801 West Bay Drive, Suite 470
Largo, Florida 33770
(727) 330-2731
INFORMATION STATEMENT PURSUANT TO SECTION 14(c) OF THE SECURITIES
EXCHANGE ACT OF 1934 AND REGULATION 14C THEREUNDER
This Information Statement is being sent by first class mail to all record and beneficial owners of the common stock, $0.001 par value per share and the preferred stock, $0.001 par value per share, of EXCELSIS INVESTMENTS, INC., a Nevada corporation, which we refer to herein as “EXSL,” “company,” “we,” “our” or “us.” The mailing date of this Information Statement is on or about February 28, 2014. The Information Statement has been filed with the Securities and Exchange Commission (the “SEC”) and is being furnished, pursuant to Section 14(c) of the Securities Exchange Act of 1934, as amended (the “Exchange Act”), to notify our stockholders of actions we are taking pursuant to written consents of a majority of our stockholders in lieu of a meeting of stockholders.
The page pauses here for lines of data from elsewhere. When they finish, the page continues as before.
use log::{error, info};
use someip_stack::codec::ReturnCode;
use someip_stack::message::MessageBuilder;
use someip_stack::runtime::SomeIpRuntime;
use someip_stack::service::{MethodHandler, Request};
use std::process::ExitCode;
use std::sync::Arc;

/// Method served by every configured service.
const ECHO_METHOD: u16 = 0x0001;

struct Echo;

impl MethodHandler for Echo {
    fn handle(&self, request: &Request<'_>, response: &mut MessageBuilder) -> ReturnCode {
        info!("echo {} bytes for {}", request.payload.len(), request.source);
        match response.put(request.payload) {
            Ok(()) => ReturnCode::Ok,
            Err(_) => ReturnCode::MalformedMessage,
        }
    }
}

fn main() -> ExitCode {
    someip_stack::logging::init();

    let args: Vec<String> = std::env::args().collect();
    let (config_path, instance) = match args.as_slice() {
        [_, config, instance] => (config.as_str(), instance.as_str()),
        _ => {
            eprintln!("usage: someip_node <config.json> <instance>");
            return ExitCode::from(2);
        }
    };

    let rt = match SomeIpRuntime::load(config_path, instance) {
        Ok(rt) => rt,
        Err(e) => {
            error!("cannot start '{}': {}", instance, e);
            return ExitCode::FAILURE;
        }
    };

    let r = rt.clone();
    ctrlc::set_handler(move || {
        info!("shutting down...");
        r.stop();
    })
    .ok();

    let echo: Arc<dyn MethodHandler> = Arc::new(Echo);
    let mut aliases: Vec<&String> = rt.config().providing.keys().collect();
    aliases.sort();
    for alias in aliases {
        if let Err(e) = rt.offer_service(alias, vec![(ECHO_METHOD, echo.clone())]) {
            error!("cannot offer '{}': {}", alias, e);
        }
    }

    match rt.run() {
        Ok(()) => ExitCode::SUCCESS,
        Err(e) => {
            error!("runtime failed: {}", e);
            ExitCode::FAILURE
        }
    }
}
On February 28, 2014, the record date for determining the identity of stockholders who are entitled to receive this Information Statement, we had 196,298,413 shares of common stock issued and outstanding and 1,000,000 shares of Series A preferred stock outstanding. Each share of Series A preferred stock had 1,000 votes. Accordingly, the combined voting power of all of the Series A preferred stock was 1,000,000,000 votes. The holders of the Series A preferred stock and the common stock vote as a single class on all matters submitted to stockholders, subject to the common shares having 1 vote per share and the Series A Preferred shares, each having 1,000 votes per share.
The common stock and Series A preferred stock constitute the sole outstanding classes of EXSL voting securities. Each share of common stock entitles the holder thereof to one vote on all matters submitted to stockholders. Each share of preferred stock entitles the holder to 1,000 votes on all matters submitted to stockholders. The preferred and common stock vote as a single class on all matters submitted to stockholders.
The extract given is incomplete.